Le pouvoir d’émerveillement agit comme un catalyseur. En montagne, la contemplation du paysage, des glaciers et des sommets, génère une émotion distincte d’un plaisir immédiat et furtif. La réaction physiologique est comparable à un sentiment qui dure. Les visages s’éclairent. Les corps se délient, se dénouent. La beauté des paysages remplit. La montagne est un concentré de vide, de hauteur, de verticalité… . Elle incarne l’inconnu hors des repères habituels.
Que se passe-t-il quand on est novice ? Le corps répond-il à cet effort ?
L’expérience de la haute montagne crée un rapport différent à notre corps. En alpinisme, il faut être capable de marcher sur une arête enneigée, cheminer sur des vires étroites, grimper, côtoyer le vide. Les premières heures, beaucoup de personnes ne se sentent pas capables de faire. La peur et l’appréhension prennent le dessus. Pas à pas, la confiance s’installe et permet de repousser cette appréhension. Puis, très vite, on découvre en soi des capacités et des habilités insoupçonnées. Un peu comme un enfant qui apprend à monter à l’arbre et se rend compte tout à coup que c’est possible. Au bureau, dans nos vies urbaines et assises, la sédentarité nous prive de nos sensations et de notre agilité. Dans l’univers de l’entreprise, se mettre debout lors d’une réunion de travail ou marcher pour partager des informations ou des idées avec un collaborateur permet de créer les conditions du mouvement dynamique et d’une pensée créative. Cela semble simple mais l’acceptation d’un déséquilibre physique ouvre un horizon nouveau sur le plan intellectuel.
Dans quelle mesure la montagne permet de mieux maîtriser ses peurs ?
En montagne, il est naturel d’avoir peur du vide car la verticalité s’impose à soi et peut envahir nos pensées. L’appréhension la plus forte est celle de la chute. C’est une peur primale et métaphorique. En surmontant cette peur, on peut réapprendre une forme de liberté. Le médiateur, le guide de haute montagne ou le dirigeant qui accompagne et qui guide, est là pour vous accompagner à surmonter cette peur du vide. Avec des gestes simples, une attention à chaque instant, le guide recrée une capacité à surmonter les épreuves. Ainsi, le corps et l’esprit peuvent à nouveau fonctionner ensemble, s’accorder et s’aligner. Cet alignement est fondamental pour progresser vers le sommet.
L’ascension modifie-t-elle les liens ?
L’ascension abolit le jeu social, les hiérarchies et les manifestations de pouvoir. On a besoin des autres à chaque instant. En position plus fragile, on met en place des relations nouvelles car chacun doit pouvoir s’appuyer sur les autres, encordé dans un rapport de vérité. Mais pour bien collaborer « en haut » dans les montagnes, il faut renoncer au jeu social d’« en bas », aux postures et à la politique.

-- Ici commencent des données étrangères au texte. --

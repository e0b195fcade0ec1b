/// Domain-level errors raised while validating task input.
#[derive(Debug, thiserror::Error, PartialEq, Eq)]
pub enum CoreError {
    #[error("Validation failed: {0}")]
    Validation(String),
}
use clap::Parser;

use ruDIP::params::Parameters;

fn main() -> anyhow::Result<()> {
    env_logger::Builder::from_env(env_logger::Env::default().default_filter_or("info")).init();

    let params = Parameters::parse();
    ruDIP::run(&params)
}
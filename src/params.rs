use std::collections::{BTreeMap, BTreeSet};
use std::path::PathBuf;

use clap::Parser;
use noodles::sam::alignment::record::data::field::Tag;

use crate::detect::sample_name;
use crate::error::Error;
use crate::io::sam::parse_tag;
use crate::junction::JunctionClassifier;

// ---------------------------------------------------------------------------
// Run mode enum
// ---------------------------------------------------------------------------

/// `--run-mode` values.
#[derive(Debug, Clone, Copy, PartialEq, Eq)]
pub enum RunMode {
    /// Percentile-calibrated junction boundaries per sample
    Boundaries,
    /// UMI-deduplicated gapped read counts per segment
    UmiCount,
    /// First-fit grouping of a tabulated boundary CSV
    Group,
    /// CIGAR op-pattern census
    CigarPatterns,
}

impl std::str::FromStr for RunMode {
    type Err = String;
    fn from_str(s: &str) -> Result<Self, Self::Err> {
        match s {
            "boundaries" => Ok(Self::Boundaries),
            "umi-count" => Ok(Self::UmiCount),
            "group" => Ok(Self::Group),
            "cigar-patterns" => Ok(Self::CigarPatterns),
            _ => Err(format!(
                "unknown run mode '{s}'; expected 'boundaries', 'umi-count', 'group' or 'cigar-patterns'"
            )),
        }
    }
}

impl std::fmt::Display for RunMode {
    fn fmt(&self, f: &mut std::fmt::Formatter<'_>) -> std::fmt::Result {
        match self {
            Self::Boundaries => write!(f, "boundaries"),
            Self::UmiCount => write!(f, "umi-count"),
            Self::Group => write!(f, "group"),
            Self::CigarPatterns => write!(f, "cigar-patterns"),
        }
    }
}

// ---------------------------------------------------------------------------
// Parameters struct
// ---------------------------------------------------------------------------

/// ruDIP command-line parameters.
#[derive(Debug, Clone, Parser)]
#[command(
    name = "ruDIP",
    about = "Defective interfering particle junction detection from gapped viral alignments",
    version
)]
pub struct Parameters {
    // ── Run ─────────────────────────────────────────────────────────────
    /// Run mode: boundaries, umi-count, group or cigar-patterns
    #[arg(long = "run-mode", default_value = "boundaries")]
    pub run_mode: RunMode,

    /// Number of threads (input files are processed in parallel)
    #[arg(long = "threads", default_value_t = 1)]
    pub threads: usize,

    /// Input files: one SAM (optionally gzipped) per sample or cell, or a
    /// boundary CSV for the group mode
    #[arg(required = true, num_args = 1..)]
    pub files: Vec<PathBuf>,

    /// Directory for all output files
    #[arg(long = "output-dir", default_value = ".")]
    pub output_dir: PathBuf,

    // ── Junction filters ────────────────────────────────────────────────
    /// Minimum matched length on each side of the skip
    #[arg(long = "min-flank-length", default_value_t = 1)]
    pub min_flank_length: u32,

    /// Minimum length of the skipped region
    #[arg(long = "min-gap-length", default_value_t = 1)]
    pub min_gap_length: u32,

    /// Central percentile of observed boundaries accepted (e.g. 95 or 100);
    /// required for boundaries, optional for umi-count
    #[arg(long = "percentile")]
    pub percentile: Option<u32>,

    /// Maximum boundary spread within one group
    #[arg(long = "group-spread", default_value_t = 10)]
    pub group_spread: u64,

    // ── Record selection ────────────────────────────────────────────────
    /// Segments to track (comma separated); empty tracks every reference
    #[arg(long = "segments", value_delimiter = ',')]
    pub segments: Vec<String>,

    /// Only use records with this MAPQ (e.g. 255 for STAR unique mappers)
    #[arg(long = "unique-mapq")]
    pub unique_mapq: Option<u8>,

    /// Tab-separated segment extents (columns 1, 4, 5: segment, start, end);
    /// defaults to the @SQ lengths of each input
    #[arg(long = "segment-extents")]
    pub segment_extents: Option<PathBuf>,

    // ── UMI ─────────────────────────────────────────────────────────────
    /// Deduplicate accepted junctions by UMI in boundaries mode
    #[arg(long = "dedup-umi")]
    pub dedup_umi: bool,

    /// SAM tag holding the UMI
    #[arg(long = "umi-tag", default_value = "UB")]
    pub umi_tag: String,

    // ── Grouping input ──────────────────────────────────────────────────
    /// Column holding "<boundary5>-<boundary3>" in the group mode input
    #[arg(long = "boundary-column", default_value = "boundary_comb")]
    pub boundary_column: String,
}

/// Validated settings for per-file junction detection
#[derive(Debug, Clone, PartialEq, Eq)]
pub struct DetectorConfig {
    pub classifier: JunctionClassifier,
    /// Calibration percentile; `None` skips the calibration pass
    pub percentile: Option<u32>,
    /// Drop candidates without a UMI and repeated UMIs per segment
    pub require_umi: bool,
    /// Empty means every segment is tracked
    pub tracked_segments: BTreeSet<String>,
    pub unique_mapq: Option<u8>,
    pub umi_tag: Tag,
}

impl DetectorConfig {
    pub fn is_tracked(&self, segment: &str) -> bool {
        self.tracked_segments.is_empty() || self.tracked_segments.contains(segment)
    }
}

impl Parameters {
    /// Validate parameter combinations that clap alone cannot enforce.
    pub fn validate(&self) -> Result<(), Error> {
        if self.threads == 0 {
            return Err(Error::Parameter(
                "--threads must be >= 1".into(),
            ));
        }

        if self.min_flank_length == 0 {
            return Err(Error::Parameter(
                "--min-flank-length must be a positive integer".into(),
            ));
        }

        if self.min_gap_length == 0 {
            return Err(Error::Parameter(
                "--min-gap-length must be a positive integer".into(),
            ));
        }

        if let Some(p) = self.percentile {
            if p > 100 {
                return Err(Error::Parameter(format!(
                    "--percentile must be within 0..=100, got {p}"
                )));
            }
        }

        if self.run_mode == RunMode::Boundaries && self.percentile.is_none() {
            return Err(Error::Parameter(
                "--percentile is required when --run-mode boundaries".into(),
            ));
        }

        if self.umi_tag.len() != 2 || !self.umi_tag.is_ascii() {
            return Err(Error::Parameter(format!(
                "--umi-tag must be a two-character SAM tag, got '{}'",
                self.umi_tag
            )));
        }

        if self.segments.iter().any(|s| s.is_empty()) {
            return Err(Error::Parameter(
                "--segments contains an empty segment name".into(),
            ));
        }

        self.check_sample_names()
    }

    /// Per-file outputs are named after the sample, so two inputs must not
    /// share one. The census writes no per-file output.
    fn check_sample_names(&self) -> Result<(), Error> {
        if self.run_mode == RunMode::CigarPatterns {
            return Ok(());
        }

        let mut seen: BTreeMap<String, &PathBuf> = BTreeMap::new();
        for path in &self.files {
            let name = sample_name(path);
            if let Some(first) = seen.insert(name.clone(), path) {
                return Err(Error::Parameter(format!(
                    "input files {} and {} both map to sample name '{name}'; \
                     rename one so their outputs do not collide",
                    first.display(),
                    path.display()
                )));
            }
        }
        Ok(())
    }

    /// Build the per-file detector settings for the selected run mode
    pub fn detector_config(&self) -> Result<DetectorConfig, Error> {
        Ok(DetectorConfig {
            classifier: JunctionClassifier::new(self.min_flank_length, self.min_gap_length),
            percentile: self.percentile,
            require_umi: self.run_mode == RunMode::UmiCount || self.dedup_umi,
            tracked_segments: self.segments.iter().cloned().collect(),
            unique_mapq: self.unique_mapq,
            umi_tag: parse_tag(&self.umi_tag)?,
        })
    }
}

// ---------------------------------------------------------------------------
// Tests
// ---------------------------------------------------------------------------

En haut, les statuts sont abolis. De nouvelles hiérarchies s’imposent. Plus naturelles. Le guide ne doit pas être le chef autoritaire. Il est un facilitateur qui permet à chacun d’installer une coopération bienveillante. Si le guide prend le pouvoir, il réinstaure insidieusement les rapports anciens. Ceux d’en bas. Progressivement, chacun peut reprendre le pouvoir avec ses propres compétences et ses facultés d’adaptation personnelles. Le guide doit être à l’écoute des signaux faibles, percevoir les vides et les pleins des réactions et des liens de la cordée. Ainsi, la magie de la cordée s’opère. Une collaboration féconde s’installe. Elle se fonde sur ce qu’on est et non pas sur ce que l’on représente. Cette magie, cette résonance, doit sonner juste sinon le groupe ne pourrait ni avancer, ni progresser, ni renoncer sans frustration.
La solidarité qui s’est exprimée dans des moments faciles ou plus délicats repose sur un mécanisme qui s’est affranchi de la quête frénétique de la performance. Le guide doit pouvoir symboliquement être le gardien de cela. Le sommet n’est pas une obsession. Seul le cheminement est porteur de sens. Pour garantir ce lien puissant créé en altitude et éviter qu’il ne se perde au retour dans la vallée, chacun doit absolument comprendre le fondement même de cette collaboration et les mécanismes qui la nourrissent.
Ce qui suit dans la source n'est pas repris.